Terynsmom: Thank you for asking about me.



I moved to the November thread since most of you were doing dose dense and I didn't start till October 31st on the 3-week cycle of A/C. I like checking in here from time to time to see how you are doing. I finished the A/C (whew!) in early January and am now on a 12-week cycle of weekly Taxol/Herceptin. I have 8 of those under my belt. I have been getting Procrit shots each week since treatment #5, but nothing else. I am doing the multiple vitamin, vitamin B, vitamin B6, L-Glutamine thing and that seems to be working well for me. I have a fuzzy head and now wear baseball caps without a lovie underneath, which works well in this surprising 80-degree northern Virginia weather we have been having.



I have joined a spiritual support group and try to write as much as possible to deal with my emotions through this. I have had some pretty difficult periods of depression lately, but couldn't bring myself to take the Paxil my onc. prescribed so am still going it alone. My oncologist says I am exhibiting some signs of anxiety (can't catch a deep breath at times) and has refered me for counseling, which I will be looking into soon.



Last month I started working with a lymphedema therapist because we aren't sure whether the swelling I am experiencing along my trunk is simply Taxol related or not. It seems to be more than that. I had nine nodes removed on that side. Anyway, I am learning the manual drain massage techniques and will continue with them as they do give me peace and the comfort of knowing I am doing everything I can.



I still regularly attend my women's cancer support group and have made some good friends there. We also get monthly Reiki sessions and I have really like those.



I have finished my exercise therapy and have full range of motion in my arms and better control and strength in the abdominal area. I had a bilateral DIEP flap reconstruction back in September. Those scars are now very light pink and flat. I still massage them every day.
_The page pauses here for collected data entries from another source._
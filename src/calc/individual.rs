//! Personal income tax stages

use rayon::prelude::*;

use super::{map_column, names, policy_array, sum_columns, FnStage, Stage, StageContext};
use crate::error::SimResult;

/// Calculation sequence for individual filers
pub fn stages() -> Vec<Box<dyn Stage>> {
    vec![
        stage("net_salary_income", &["SALARIES"], &["Income_Salary"], net_salary_income),
        stage("net_rental_income", &["INCOME_HP"], &["Income_HP"], net_rental_income),
        stage("income_business_profession", &BUSINESS_HEADS, &["Income_BP"], income_business_profession),
        stage("total_other_income", &["TOTAL_INCOME_OS"], &["Income_OS"], total_other_income),
        stage("current_year_losses", &["CYL_SET_OFF"], &["CY_Losses"], current_year_losses),
        stage("brought_fwd_losses", &["BFL_SET_OFF_BALANCE"], &["BF_Losses"], brought_fwd_losses),
        stage(
            "gross_total_income",
            &[
                "Income_Salary",
                "Income_HP",
                "Income_BP",
                "ST_CG_AMT_1",
                "ST_CG_AMT_2",
                "ST_CG_AMT_APPRATE",
                "LT_CG_AMT_1",
                "LT_CG_AMT_2",
                "Income_OS",
                "CY_Losses",
                "BF_Losses",
            ],
            &["GTI"],
            gross_total_income,
        ),
        stage("itemized_deductions", &["TOTAL_DEDUC_VIA", "TOTAL_DEDUC_10AA"], &["deductions"], itemized_deductions),
        stage("agri_income", &["NET_AGRC_INCOME"], &["Income_Rate_Purpose"], agri_income),
        stage(
            "tax_stcg_splrate",
            &["ST_CG_AMT_1", "ST_CG_AMT_2"],
            &["Tax_ST_CG_RATE1", "Tax_ST_CG_RATE2", "Total_Tax_STCG"],
            tax_stcg_splrate,
        ),
        stage(
            "tax_ltcg_splrate",
            &["LT_CG_AMT_1", "LT_CG_AMT_2"],
            &["Tax_LT_CG_RATE1", "Tax_LT_CG_RATE2", "Total_Tax_LTCG"],
            tax_ltcg_splrate,
        ),
        stage(
            "tax_specialrates",
            &["ST_CG_AMT_1", "ST_CG_AMT_2", "LT_CG_AMT_1", "LT_CG_AMT_2", "Total_Tax_STCG", "Total_Tax_LTCG"],
            &["TI_special_rates", "tax_TI_special_rates"],
            tax_specialrates,
        ),
        stage("taxable_total_income", &["GTI", "deductions"], &["TTI"], taxable_total_income),
        stage(
            "pit_liability",
            &[
                "TTI",
                "TI_special_rates",
                "tax_TI_special_rates",
                "Income_Rate_Purpose",
                "AGEGRP",
                "Total_Tax_STCG",
                "Total_Tax_LTCG",
            ],
            &[
                "Aggregate_Income",
                "tax_Aggregate_Income",
                "rebate_agri",
                "tax_TTI",
                "Total_Tax_Cap_Gains",
                "rebate",
                "surcharge",
                "cess",
                "pitax",
            ],
            pit_liability,
        ),
    ]
}

const BUSINESS_HEADS: [&str; 4] = [
    "PRFT_GAIN_BP_OTHR_SPECLTV_BUS",
    "PRFT_GAIN_BP_SPECLTV_BUS",
    "PRFT_GAIN_BP_SPCFD_BUS",
    "PRFT_GAIN_BP_INC_115BBF",
];

fn stage(
    name: &str,
    reads: &[&str],
    writes: &[&str],
    func: fn(&mut StageContext<'_>) -> SimResult<()>,
) -> Box<dyn Stage> {
    Box::new(FnStage::new(name, names(reads), names(writes), func))
}

/// Gross salary less the standard deduction
fn net_salary_income(ctx: &mut StageContext<'_>) -> SimResult<()> {
    let std_deduction = ctx.policy().real("std_deduction")?;
    map_column(ctx, "SALARIES", "Income_Salary", |s| (s - std_deduction).max(0.0))
}

fn net_rental_income(ctx: &mut StageContext<'_>) -> SimResult<()> {
    map_column(ctx, "INCOME_HP", "Income_HP", |x| x)
}

fn income_business_profession(ctx: &mut StageContext<'_>) -> SimResult<()> {
    let out = sum_columns(ctx, &BUSINESS_HEADS)?;
    ctx.write("Income_BP", out)
}

fn total_other_income(ctx: &mut StageContext<'_>) -> SimResult<()> {
    map_column(ctx, "TOTAL_INCOME_OS", "Income_OS", |x| x)
}

/// Current-year losses set off, from schedule CYLA
fn current_year_losses(ctx: &mut StageContext<'_>) -> SimResult<()> {
    map_column(ctx, "CYL_SET_OFF", "CY_Losses", |x| x)
}

/// Brought-forward losses set off, from schedule BFLA
fn brought_fwd_losses(ctx: &mut StageContext<'_>) -> SimResult<()> {
    map_column(ctx, "BFL_SET_OFF_BALANCE", "BF_Losses", |x| x)
}

/// GTI including capital gains taxed at special rates, net of losses
fn gross_total_income(ctx: &mut StageContext<'_>) -> SimResult<()> {
    let income = sum_columns(
        ctx,
        &[
            "Income_Salary",
            "Income_HP",
            "Income_BP",
            "ST_CG_AMT_1",
            "ST_CG_AMT_2",
            "ST_CG_AMT_APPRATE",
            "LT_CG_AMT_1",
            "LT_CG_AMT_2",
            "Income_OS",
        ],
    )?;
    let losses = sum_columns(ctx, &["CY_Losses", "BF_Losses"])?;
    let gti = income
        .par_iter()
        .zip(&losses)
        .map(|(i, l)| (i - l).max(0.0))
        .collect();
    ctx.write("GTI", gti)
}

fn itemized_deductions(ctx: &mut StageContext<'_>) -> SimResult<()> {
    let out = sum_columns(ctx, &["TOTAL_DEDUC_VIA", "TOTAL_DEDUC_10AA"])?;
    ctx.write("deductions", out)
}

/// Agricultural income is exempt but counts for rate purposes
fn agri_income(ctx: &mut StageContext<'_>) -> SimResult<()> {
    map_column(ctx, "NET_AGRC_INCOME", "Income_Rate_Purpose", |x| x)
}

fn tax_stcg_splrate(ctx: &mut StageContext<'_>) -> SimResult<()> {
    special_rate_tax(
        ctx,
        ["ST_CG_AMT_1", "ST_CG_AMT_2"],
        ["ST_CG_RATE1", "ST_CG_RATE2"],
        ["Tax_ST_CG_RATE1", "Tax_ST_CG_RATE2", "Total_Tax_STCG"],
    )
}

fn tax_ltcg_splrate(ctx: &mut StageContext<'_>) -> SimResult<()> {
    special_rate_tax(
        ctx,
        ["LT_CG_AMT_1", "LT_CG_AMT_2"],
        ["LT_CG_RATE1", "LT_CG_RATE2"],
        ["Tax_LT_CG_RATE1", "Tax_LT_CG_RATE2", "Total_Tax_LTCG"],
    )
}

fn special_rate_tax(
    ctx: &mut StageContext<'_>,
    amounts: [&str; 2],
    rates: [&str; 2],
    outputs: [&str; 3],
) -> SimResult<()> {
    let rate1 = ctx.policy().real(rates[0])?;
    let rate2 = ctx.policy().real(rates[1])?;
    let tax1: Vec<f64> = ctx.column(amounts[0])?.par_iter().map(|a| a * rate1).collect();
    let tax2: Vec<f64> = ctx.column(amounts[1])?.par_iter().map(|a| a * rate2).collect();
    let total = tax1.iter().zip(&tax2).map(|(a, b)| a + b).collect();
    ctx.write(outputs[0], tax1)?;
    ctx.write(outputs[1], tax2)?;
    ctx.write(outputs[2], total)
}

fn tax_specialrates(ctx: &mut StageContext<'_>) -> SimResult<()> {
    let income = sum_columns(ctx, &["ST_CG_AMT_1", "ST_CG_AMT_2", "LT_CG_AMT_1", "LT_CG_AMT_2"])?;
    let tax = sum_columns(ctx, &["Total_Tax_STCG", "Total_Tax_LTCG"])?;
    ctx.write("TI_special_rates", income)?;
    ctx.write("tax_TI_special_rates", tax)
}

fn taxable_total_income(ctx: &mut StageContext<'_>) -> SimResult<()> {
    let gti = ctx.column("GTI")?;
    let deductions = ctx.column("deductions")?;
    let tti = gti
        .par_iter()
        .zip(deductions)
        .map(|(g, d)| (g - d).max(0.0))
        .collect();
    ctx.write("TTI", tti)
}

/// Normal-rate schedule parameters for one year
struct PitSchedule {
    rates: [f64; 4],
    tbrk1: [f64; 3],
    tbrk2: [f64; 3],
    tbrk3: [f64; 3],
    rebate_rate: f64,
    rebate_thd: f64,
    rebate_ceiling: f64,
    surcharge_rate: [f64; 3],
    surcharge_thd: [f64; 2],
    cess_rate: f64,
    agri_rebate: bool,
}

#[derive(Debug, Clone, Copy, Default, PartialEq)]
struct PitRow {
    aggregate_income: f64,
    tax_aggregate_income: f64,
    rebate_agri: f64,
    tax_tti: f64,
    total_tax_cap_gains: f64,
    rebate: f64,
    surcharge: f64,
    cess: f64,
    pitax: f64,
}

impl PitSchedule {
    fn load(ctx: &StageContext<'_>) -> SimResult<Self> {
        let p = ctx.policy();
        Ok(Self {
            rates: [p.real("rate1")?, p.real("rate2")?, p.real("rate3")?, p.real("rate4")?],
            tbrk1: policy_array(p, "tbrk1")?,
            tbrk2: policy_array(p, "tbrk2")?,
            tbrk3: policy_array(p, "tbrk3")?,
            rebate_rate: p.real("rebate_rate")?,
            rebate_thd: p.real("rebate_thd")?,
            rebate_ceiling: p.real("rebate_ceiling")?,
            surcharge_rate: policy_array(p, "surcharge_rate")?,
            surcharge_thd: policy_array(p, "surcharge_thd")?,
            cess_rate: p.real("cess_rate")?,
            agri_rebate: p.flag("rebate_agri_applies")?,
        })
    }

    fn brackets(&self, agegrp: f64) -> [f64; 3] {
        let g = (agegrp.max(0.0) as usize).min(2);
        [self.tbrk1[g], self.tbrk2[g], self.tbrk3[g]]
    }

    fn bracket_tax(&self, income: f64, brk: [f64; 3]) -> f64 {
        let r = &self.rates;
        r[0] * income.min(brk[0])
            + r[1] * (brk[1] - brk[0]).min((income - brk[0]).max(0.0))
            + r[2] * (brk[2] - brk[1]).min((income - brk[1]).max(0.0))
            + r[3] * (income - brk[2]).max(0.0)
    }

    /// Liability of one filer
    #[allow(clippy::too_many_arguments)]
    fn liability(
        &self,
        tti: f64,
        ti_special: f64,
        tax_special: f64,
        rate_purpose: f64,
        agegrp: f64,
        stcg_tax: f64,
        ltcg_tax: f64,
    ) -> PitRow {
        let taxinc = (tti - ti_special).max(0.0);
        let agginc = (taxinc + rate_purpose).max(0.0);
        let brk = self.brackets(agegrp);

        let tax_normal = self.bracket_tax(agginc, brk);
        let mut tax_tti = tax_normal + tax_special;

        // partial integration of agricultural income
        let mut rebate_agri = 0.0;
        if self.agri_rebate && rate_purpose > 0.0 && taxinc > brk[0] {
            rebate_agri = self.bracket_tax(rate_purpose + brk[0], brk).min(tax_tti);
        }
        tax_tti -= rebate_agri;

        let rebate = if tti > self.rebate_thd {
            0.0
        } else {
            (self.rebate_rate * tti).min(self.rebate_ceiling).min(tax_tti)
        };
        let mut tax = tax_tti - rebate;

        let surcharge_rate = if tti < self.surcharge_thd[0] {
            self.surcharge_rate[0]
        } else if tti < self.surcharge_thd[1] {
            self.surcharge_rate[1]
        } else {
            self.surcharge_rate[2]
        };
        let surcharge = tax * surcharge_rate;
        tax += surcharge;
        let cess = tax * self.cess_rate;

        PitRow {
            aggregate_income: taxinc,
            tax_aggregate_income: tax_normal,
            rebate_agri,
            tax_tti,
            total_tax_cap_gains: stcg_tax + ltcg_tax,
            rebate,
            surcharge,
            cess,
            pitax: tax + cess,
        }
    }
}

/// Progressive-schedule liability with rebates, surcharge and cess
fn pit_liability(ctx: &mut StageContext<'_>) -> SimResult<()> {
    let schedule = PitSchedule::load(ctx)?;
    let cols = ctx.columns(&[
        "TTI",
        "TI_special_rates",
        "tax_TI_special_rates",
        "Income_Rate_Purpose",
        "AGEGRP",
        "Total_Tax_STCG",
        "Total_Tax_LTCG",
    ])?;
    let rows: Vec<PitRow> = (0..ctx.rows())
        .into_par_iter()
        .map(|i| {
            schedule.liability(cols[0][i], cols[1][i], cols[2][i], cols[3][i], cols[4][i], cols[5][i], cols[6][i])
        })
        .collect();

    ctx.write("Aggregate_Income", rows.iter().map(|r| r.aggregate_income).collect())?;
    ctx.write("tax_Aggregate_Income", rows.iter().map(|r| r.tax_aggregate_income).collect())?;
    ctx.write("rebate_agri", rows.iter().map(|r| r.rebate_agri).collect())?;
    ctx.write("tax_TTI", rows.iter().map(|r| r.tax_tti).collect())?;
    ctx.write("Total_Tax_Cap_Gains", rows.iter().map(|r| r.total_tax_cap_gains).collect())?;
    ctx.write("rebate", rows.iter().map(|r| r.rebate).collect())?;
    ctx.write("surcharge", rows.iter().map(|r| r.surcharge).collect())?;
    ctx.write("cess", rows.iter().map(|r| r.cess).collect())?;
    ctx.write("pitax", rows.iter().map(|r| r.pitax).collect())
}

#[cfg(test)]
mod tests {
    use super::*;
    use crate::calc::Pipeline;
    use crate::policy::{ParameterValue, PolicyParameterStore};
    use crate::records::{Dataset, EntityKind, EntityStore, Schema};
    use approx::assert_relative_eq;

    fn run(columns: Vec<(&str, Vec<f64>)>, policy: &PolicyParameterStore) -> EntityStore {
        let schema = Schema::builtin(EntityKind::Individual).unwrap();
        let pipeline = Pipeline::standard(&schema).unwrap();
        let mut store = EntityStore::load(&Dataset::from_columns(columns).unwrap(), schema, policy.current_year()).unwrap();
        pipeline.run(&mut store, policy).unwrap();
        store
    }

    #[test]
    fn test_salary_only_filer() {
        let policy = PolicyParameterStore::current_law().unwrap();
        let store = run(
            vec![("AGEGRP", vec![0.0, 0.0]), ("SALARIES", vec![600000.0, 400000.0])],
            &policy,
        );
        let pitax = store.column_by_name("pitax").unwrap();
        // 10% of 250k-500k, 20% above, 3% cess
        assert_relative_eq!(pitax[0], 46350.0, epsilon = 1e-6);
        // 15000 less the 5000 rebate, plus cess
        assert_relative_eq!(pitax[1], 10300.0, epsilon = 1e-6);
        assert_relative_eq!(store.column_by_name("rebate").unwrap()[1], 5000.0);
    }

    #[test]
    fn test_senior_brackets() {
        let policy = PolicyParameterStore::current_law().unwrap();
        let store = run(vec![("AGEGRP", vec![2.0]), ("SALARIES", vec![600000.0])], &policy);
        // very senior filers pay nothing up to 500k
        let tax = store.column_by_name("tax_Aggregate_Income").unwrap()[0];
        assert_relative_eq!(tax, 20000.0, epsilon = 1e-6);
    }

    #[test]
    fn test_losses_and_deductions_floor_at_zero() {
        let policy = PolicyParameterStore::current_law().unwrap();
        let store = run(
            vec![
                ("AGEGRP", vec![0.0]),
                ("SALARIES", vec![100000.0]),
                ("CYL_SET_OFF", vec![150000.0]),
                ("TOTAL_DEDUC_VIA", vec![10000.0]),
            ],
            &policy,
        );
        assert_eq!(store.column_by_name("GTI").unwrap(), &[0.0]);
        assert_eq!(store.column_by_name("TTI").unwrap(), &[0.0]);
        assert_eq!(store.column_by_name("pitax").unwrap(), &[0.0]);
    }

    #[test]
    fn test_special_rate_gains_taxed_separately() {
        let policy = PolicyParameterStore::current_law().unwrap();
        let st1 = policy.real("ST_CG_RATE1").unwrap();
        let lt2 = policy.real("LT_CG_RATE2").unwrap();
        let store = run(
            vec![
                ("AGEGRP", vec![0.0]),
                ("ST_CG_AMT_1", vec![100000.0]),
                ("LT_CG_AMT_2", vec![200000.0]),
            ],
            &policy,
        );
        assert_relative_eq!(store.column_by_name("TI_special_rates").unwrap()[0], 300000.0);
        assert_relative_eq!(
            store.column_by_name("tax_TI_special_rates").unwrap()[0],
            100000.0 * st1 + 200000.0 * lt2
        );
        // nothing left at normal rates
        assert_eq!(store.column_by_name("Aggregate_Income").unwrap(), &[0.0]);
    }

    #[test]
    fn test_flat_schedule_is_proportional() {
        let mut policy = PolicyParameterStore::current_law().unwrap();
        for name in ["rate1", "rate2", "rate3", "rate4"] {
            policy.set(name, ParameterValue::Real(0.25)).unwrap();
        }
        policy.set("rebate_rate", ParameterValue::Real(0.0)).unwrap();
        policy.set("cess_rate", ParameterValue::Real(0.0)).unwrap();
        policy.set("surcharge_rate", ParameterValue::Vector(vec![0.0; 3])).unwrap();
        let store = run(vec![("AGEGRP", vec![1.0]), ("SALARIES", vec![2_000_000.0])], &policy);
        assert_relative_eq!(store.column_by_name("pitax").unwrap()[0], 500_000.0, epsilon = 1e-6);
    }
}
My husband and I are walking three miles a day now and just love the primroses and daffodils we see everywhere. Spring always fills me with a sense of promise and joy, and I am letting those feelings in as much as I can. My daughter is still way too far away, but I had her for two separate weeks around the Christmas holiday and then again in January. It doesn't look like I'll be doing any traveling this year with my weekly Herceptin schedule, although my onc. said I could have some treatments on a three-week cycle if I wish.



All of this has been a full-time job for me. I still do some educational consulting work, but most of my time is spent taking care of myself and working on my quilting, which keeps me going. My quilting friends are also very important to me.



Good wishes to all of you on this thread. I didn't realize how long my "just checking-in" would be. It felt good to summarize all that's been going on for me.



Love from Anna

Good to hear from you, Anna.
Debbie - yea!!
Thank you for all of your encouraging words. It's amazing what a good night's sleep will do for you! I feel much better today. A neighbor is going to keep an eye out for my kids so I don't feel any pressure. My husband will meet me at the appointment but then will have to leave once the infusion starts due to a meeting. I've found that if I tell the nurse to give me my premeds slowly I am able to drive at the end of the infusion and don't feel at all loopy.
I've tried to insert another picture - can't remember how I did it the first time! Don't know if you can see my fuzz or not...it's coming in really gray!
You are ALL an inspiration and I hope you are all doing well today!!!